When Bell was asked about how important it was for her to transition as a teen, she indicated that the process was gradual as she read more information on the internet about what was involved. Yet upon starting with the experimental drugs, "one step led to another," she said.
Defenders of medicalized gender transition routinely insist that puberty-blocking drugs are fully reversible.
Rates of gender dysphoria in youth, particularly among girls, have risen astronomically in the U.K. in the past decade.
Critics of transgender ideology, especially as it relates to medicalizing young people, often point out that a significant number of youth being transitioned are on the autism spectrum, are gender-nonconforming, or are experiencing same-sex attraction and will likely go on to identify as gay or lesbian if left alone.
Gender confusion is often accompanied by other psychiatric comorbidities that can go unexplored or treated by clinicians intent on affirming transgender identities, critics say.
Polly Carmichael, who heads the Tavistock clinic, maintains that the facility is welcoming the judicial review and that treating gender dysphoric youth is a complicated matter.
"This is a really complex area with strong feelings on all sides. And at its center, the young people we work with — they come to us in often really great distress around their sense of themselves," she said.
She went on to assert that youth who come to the clinic feel their body does not match their "gender identity."
The amorphous term gender identity has no material definition yet is employed by transgender activists and their allies as though it is an innate and immutable trait of their existence. Thus, they insist, their self-declared gender is their most authentic identity which should be recognized in society and on legal documents such as birth certificates.
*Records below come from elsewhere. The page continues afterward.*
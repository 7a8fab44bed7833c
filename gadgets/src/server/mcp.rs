//! Model Context Protocol (JSON-RPC 2.0) over HTTP and stdio.
//!
//! Supported methods: `initialize`, `ping`, `tools/list`, `tools/call`.
//! Requests without an `id` are notifications and get no reply.

use std::sync::Arc;

use axum::extract::State;
use axum::http::StatusCode;
use axum::response::{IntoResponse, Response};
use axum::routing::post;
use axum::{Json, Router};
use gcommon::RequestId;
use gprovider::ToolCall;
use gtooling::{ToolErrorKind, ToolExecutionContext, ToolRuntime};
use serde::{Deserialize, Serialize};
use serde_json::{Value, json};
use tokio::io::{AsyncBufRead, AsyncBufReadExt, AsyncWrite, AsyncWriteExt};

pub const PROTOCOL_VERSION: &str = "2024-11-05";

pub const PARSE_ERROR: i32 = -32700;
pub const INVALID_REQUEST: i32 = -32600;
pub const METHOD_NOT_FOUND: i32 = -32601;
pub const INVALID_PARAMS: i32 = -32602;

#[derive(Debug, Clone, Serialize, Deserialize)]
pub struct McpRequest {
    pub jsonrpc: String,
    #[serde(default)]
    pub id: Option<Value>,
    pub method: String,
    #[serde(default)]
    pub params: Value,
}

#[derive(Debug, Clone, PartialEq, Serialize, Deserialize)]
pub struct McpResponse {
    pub jsonrpc: String,
    pub id: Option<Value>,
    #[serde(skip_serializing_if = "Option::is_none")]
    pub result: Option<Value>,
    #[serde(skip_serializing_if = "Option::is_none")]
    pub error: Option<McpError>,
}

#[derive(Debug, Clone, PartialEq, Serialize, Deserialize)]
pub struct McpError {
    pub code: i32,
    pub message: String,
}

impl McpResponse {
    pub fn success(id: Option<Value>, result: Value) -> Self {
        Self {
            jsonrpc: "2.0".to_string(),
            id,
            result: Some(result),
            error: None,
        }
    }

    pub fn error(id: Option<Value>, code: i32, message: impl Into<String>) -> Self {
        Self {
            jsonrpc: "2.0".to_string(),
            id,
            result: None,
            error: Some(McpError {
                code,
                message: message.into(),
            }),
        }
    }
}

#[derive(Debug, Deserialize)]
struct CallToolParams {
    name: String,
    #[serde(default)]
    arguments: Option<Value>,
}

/// Answers MCP requests from one tool runtime.
#[derive(Clone)]
pub struct McpHandler {
    server_name: String,
    runtime: Arc<dyn ToolRuntime>,
}

impl McpHandler {
    pub fn new(server_name: impl Into<String>, runtime: Arc<dyn ToolRuntime>) -> Self {
        Self {
            server_name: server_name.into(),
            runtime,
        }
    }

    pub fn server_name(&self) -> &str {
        &self.server_name
    }

    /// Parses one raw JSON-RPC message and answers it.
    pub async fn handle_message(&self, raw: &str) -> Option<McpResponse> {
        let value = match serde_json::from_str::<Value>(raw) {
            Ok(value) => value,
            Err(err) => {
                tracing::warn!(server = %self.server_name, error = %err, "unparsable mcp message");
                return Some(McpResponse::error(None, PARSE_ERROR, format!("Parse error: {err}")));
            }
        };

        let id = value.get("id").filter(|id| !id.is_null()).cloned();
        match serde_json::from_value::<McpRequest>(value) {
            Ok(request) => self.handle(request).await,
            Err(err) => Some(McpResponse::error(
                id,
                INVALID_REQUEST,
                format!("Invalid Request: {err}"),
            )),
        }
    }

    pub async fn handle(&self, request: McpRequest) -> Option<McpResponse> {
        if request.jsonrpc != "2.0" {
            return Some(McpResponse::error(
                request.id,
                INVALID_REQUEST,
                "Invalid Request: jsonrpc must be \"2.0\"",
            ));
        }

        let Some(id) = request.id.filter(|id| !id.is_null()) else {
            tracing::debug!(server = %self.server_name, method = %request.method, "mcp notification");
            return None;
        };
        let id = Some(id);

        tracing::debug!(server = %self.server_name, method = %request.method, "mcp request");
        let response = match request.method.as_str() {
            "initialize" => self.initialize(id),
            "ping" => McpResponse::success(id, json!({})),
            "tools/list" => self.list_tools(id),
            "tools/call" => self.call_tool(id, request.params).await,
            other => McpResponse::error(id, METHOD_NOT_FOUND, format!("Method not found: {other}")),
        };

        Some(response)
    }

    fn initialize(&self, id: Option<Value>) -> McpResponse {
        McpResponse::success(
            id,
            json!({
                "protocolVersion": PROTOCOL_VERSION,
                "capabilities": {
                    "tools": { "listChanged": false }
                },
                "serverInfo": {
                    "name": self.server_name,
                    "version": env!("CARGO_PKG_VERSION")
                }
            }),
        )
    }

    fn list_tools(&self, id: Option<Value>) -> McpResponse {
        let tools = self
            .runtime
            .definitions()
            .into_iter()
            .map(|definition| {
                json!({
                    "name": definition.name,
                    "description": definition.description,
                    "inputSchema": definition.input_schema(),
                })
            })
            .collect::<Vec<_>>();

        McpResponse::success(id, json!({ "tools": tools }))
    }

    async fn call_tool(&self, id: Option<Value>, params: Value) -> McpResponse {
        let params = match serde_json::from_value::<CallToolParams>(params) {
            Ok(params) => params,
            Err(err) => {
                return McpResponse::error(id, INVALID_PARAMS, format!("Invalid params: {err}"));
            }
        };

        let arguments = match params.arguments {
            None | Some(Value::Null) => "{}".to_string(),
            Some(value @ Value::Object(_)) => value.to_string(),
            Some(_) => {
                return McpResponse::error(
                    id,
                    INVALID_PARAMS,
                    "Invalid params: arguments must be an object",
                );
            }
        };

        let request_id = RequestId::next();
        let call = ToolCall {
            id: format!("mcp-{request_id}"),
            name: params.name.clone(),
            arguments,
        };
        let context =
            ToolExecutionContext::new(request_id).with_metadata("surface", self.server_name.clone());

        match self.runtime.execute(call, context).await {
            Ok(result) => McpResponse::success(id, tool_content(result.output, result.is_error)),
            Err(err) if err.kind == ToolErrorKind::NotFound => {
                McpResponse::error(id, INVALID_PARAMS, format!("Unknown tool: {}", params.name))
            }
            Err(err) => McpResponse::success(id, tool_content(err.inline_text(), true)),
        }
    }
}

fn tool_content(text: String, is_error: bool) -> Value {
    json!({
        "content": [{ "type": "text", "text": text }],
        "isError": is_error,
    })
}

pub fn mcp_router(handler: Arc<McpHandler>) -> Router {
    Router::new()
        .route("/mcp", post(mcp_endpoint))
        .with_state(handler)
}

/// POST /mcp
pub async fn mcp_endpoint(State(handler): State<Arc<McpHandler>>, body: String) -> Response {
    match handler.handle_message(&body).await {
        Some(response) => Json(response).into_response(),
        None => StatusCode::ACCEPTED.into_response(),
    }
}

/// Newline-delimited JSON-RPC: one request per input line, one response per
/// output line. Returns when `reader` reaches end of input.
pub async fn serve_stdio<R, W>(handler: &McpHandler, reader: R, mut writer: W) -> std::io::Result<()>
where
    R: AsyncBufRead + Unpin,
    W: AsyncWrite + Unpin,
{
    tracing::info!(phase = "server", event = "stdio_ready", server = %handler.server_name);

    let mut lines = reader.lines();
    while let Some(line) = lines.next_line().await? {
        if line.trim().is_empty() {
            continue;
        }

        let Some(response) = handler.handle_message(&line).await else {
            continue;
        };

        let mut encoded = serde_json::to_string(&response).map_err(std::io::Error::other)?;
        encoded.push('\n');
        writer.write_all(encoded.as_bytes()).await?;
        writer.flush().await?;
    }

    tracing::info!(phase = "server", event = "stdio_closed", server = %handler.server_name);
    Ok(())
}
In July, former GIDS staff psychologist Kirsty Enwistle penned an open letter to Carmichael arguing that a culture of evasive deception existed at the clinic and that medical treatments lacked a robust evidence base. Other clinicians with similar concerns have resigned in protest of the facilities practices.
The NHS announced in February that it was revisiting its rules around permitting children to take the experimental drugs without parental approval as well as forming a task force of doctors to conduct a formal review of puberty blockers.